Dwight-Johnson M, Unutzer J, Sherbourne C, Tang L, Wells K B
Department of Psychiatry, University of Southern California, Los Angeles, USA.
Med Care. 2001 Sep;39(9):934-44. doi: 10.1097/00005650-200109000-00004.
Depression is common in primary care, but rates of adequate care are low. Little is known about the role of patient treatment preferences in encouraging entry into care.
To examine whether a primary care based depression quality improvement (QI) intervention designed to accommodate patient and provider treatment choice increases the likelihood that patients enter depression treatment and receive preferred treatment.
In 46 primary care clinics, patients with current depressive symptoms and either lifetime or current depressive disorder were identified through screening. Treatment preferences, patient characteristics, and use of depression treatments were assessed at baseline and 6 months by patient self-report.
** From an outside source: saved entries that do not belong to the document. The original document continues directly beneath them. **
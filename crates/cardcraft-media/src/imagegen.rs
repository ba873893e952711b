//! Text-to-image port and Azure OpenAI adapter.

use std::sync::Arc;
use std::time::Duration;

use async_trait::async_trait;
use base64::Engine as _;
use base64::engine::general_purpose::STANDARD as BASE64;
use serde_json::{Value, json};
use tokio::sync::Mutex;

use cardcraft_core::settings::ImageGenSettings;
use cardcraft_core::{Error, Result};

/// Image generation takes noticeably longer than CRUD; bounded at 60 s.
const REQUEST_TIMEOUT: Duration = Duration::from_secs(60);

/// Check both request parameters before any network call.
///
/// `size` must look like `<width>x<height>` and `output_format` must be
/// `png` or `jpg`.
///
/// # Errors
///
/// [`Error::Validation`] describing the offending parameter.
pub fn validate_request(size: &str, output_format: &str) -> Result<()> {
    let well_formed = size.split_once('x').is_some_and(|(w, h)| {
        !w.is_empty()
            && !h.is_empty()
            && w.chars().all(|c| c.is_ascii_digit())
            && h.chars().all(|c| c.is_ascii_digit())
    });
    if !well_formed {
        return Err(Error::validation(format!(
            "Invalid size format: {size}. Must be in format 'WIDTHxHEIGHT'"
        )));
    }
    if output_format != "png" && output_format != "jpg" {
        return Err(Error::validation(format!(
            "Invalid output format: {output_format}. Must be 'png' or 'jpg'"
        )));
    }
    Ok(())
}

/// Abstraction over text-to-image providers.
#[async_trait]
pub trait ImageProvider: Send + Sync {
    /// Generate one image for the prompt at the given pixel size and
    /// source format, returning the raw image bytes.
    async fn generate(&self, prompt: &str, size: &str, output_format: &str) -> Result<Vec<u8>>;
}

/// Image generation through an Azure OpenAI deployment.
///
/// Requests exactly one image at "medium" quality with full output
/// compression and decodes the base64 payload of the first result.
pub struct AzureImageGenerator {
    http: reqwest::Client,
    api_key: String,
    endpoint: String,
    deployment: String,
    api_version: String,
}

impl AzureImageGenerator {
    /// Create a generator from image-generation settings.
    pub fn new(settings: ImageGenSettings) -> Self {
        Self {
            http: reqwest::Client::new(),
            api_key: settings.api_key,
            endpoint: settings.endpoint,
            deployment: settings.deployment,
            api_version: settings.api_version,
        }
    }

    /// Override the resource endpoint (tests point this at a local server).
    pub fn with_endpoint(mut self, endpoint: impl Into<String>) -> Self {
        self.endpoint = endpoint.into();
        self
    }
}

#[async_trait]
impl ImageProvider for AzureImageGenerator {
    async fn generate(&self, prompt: &str, size: &str, output_format: &str) -> Result<Vec<u8>> {
        validate_request(size, output_format)?;

        let url = format!(
            "{}/openai/deployments/{}/images/generations?api-version={}",
            self.endpoint, self.deployment, self.api_version
        );
        let body = json!({
            "prompt": prompt,
            "size": size,
            "quality": "medium",
            "output_compression": 100,
            "output_format": output_format,
            "n": 1,
        });

        tracing::debug!(%size, %output_format, "generating image");

        let response = self
            .http
            .post(&url)
            .header("api-key", &self.api_key)
            .json(&body)
            .timeout(REQUEST_TIMEOUT)
            .send()
            .await
            .map_err(|e| Error::upstream("image generation", e))?;

        let status = response.status();
        if !status.is_success() {
            let text = response.text().await.unwrap_or_default();
            return Err(Error::upstream(
                "image generation",
                format!("HTTP {status}: {text}"),
            ));
        }

        let result: Value = response
            .json()
            .await
            .map_err(|e| Error::upstream("image generation", format!("invalid JSON body: {e}")))?;

        let b64 = result["data"][0]["b64_json"]
            .as_str()
            .ok_or_else(|| Error::upstream("image generation", "no image data returned"))?;

        BASE64
            .decode(b64)
            .map_err(|e| Error::upstream("image generation", format!("invalid base64 payload: {e}")))
    }
}

/// One recorded generation request.
#[derive(Debug, Clone, PartialEq, Eq)]
pub struct ImageRequest {
    /// Prompt text.
    pub prompt: String,
    /// Requested pixel size.
    pub size: String,
    /// Requested source format.
    pub output_format: String,
}

/// Mock image provider that returns canned bytes (or a canned failure)
/// and records every request it receives.
#[derive(Clone)]
pub struct MockImageProvider {
    image: Option<Vec<u8>>,
    requests: Arc<Mutex<Vec<ImageRequest>>>,
}

impl MockImageProvider {
    /// Create a mock that answers every request with the given bytes.
    pub fn with_image(image: Vec<u8>) -> Self {
        Self {
            image: Some(image),
            requests: Arc::new(Mutex::new(Vec::new())),
        }
    }

    /// Create a mock whose generation always fails.
    pub fn failing() -> Self {
        Self {
            image: None,
            requests: Arc::new(Mutex::new(Vec::new())),
        }
    }

    /// Requests received so far.
    pub async fn requests(&self) -> Vec<ImageRequest> {
        self.requests.lock().await.clone()
    }
}

#[async_trait]
impl ImageProvider for MockImageProvider {
    async fn generate(&self, prompt: &str, size: &str, output_format: &str) -> Result<Vec<u8>> {
        validate_request(size, output_format)?;
        self.requests.lock().await.push(ImageRequest {
            prompt: prompt.to_string(),
            size: size.to_string(),
            output_format: output_format.to_string(),
        });
        match &self.image {
            Some(image) => Ok(image.clone()),
            None => Err(Error::upstream("image generation", "mock failure")),
        }
    }
}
Matched clinics were randomized to usual care (UC) or 1 of 2 QI interventions. Data were analyzed using logistic regression models.
For patients not in care at baseline, the QI interventions increased rates of entry into depression treatment compared with usual care (adjusted percentage: 50.0% +/- 5.3 and 33.0% +/- 4.9 for interventions vs. 15.9% +/- 3.6 for usual care; F = 12.973, P <0.0001). Patients in intervention clinics were more likely to get treatments they preferred compared with those in usual care (adjusted percentage: 54.2% +/- 3.3 and 50.7% +/- 3.1 for interventions vs. 40.5% +/- 3.1 for usual care; F = 6.034, P <0.003); however, in all clinics less than half of patients preferring counseling reported receiving it.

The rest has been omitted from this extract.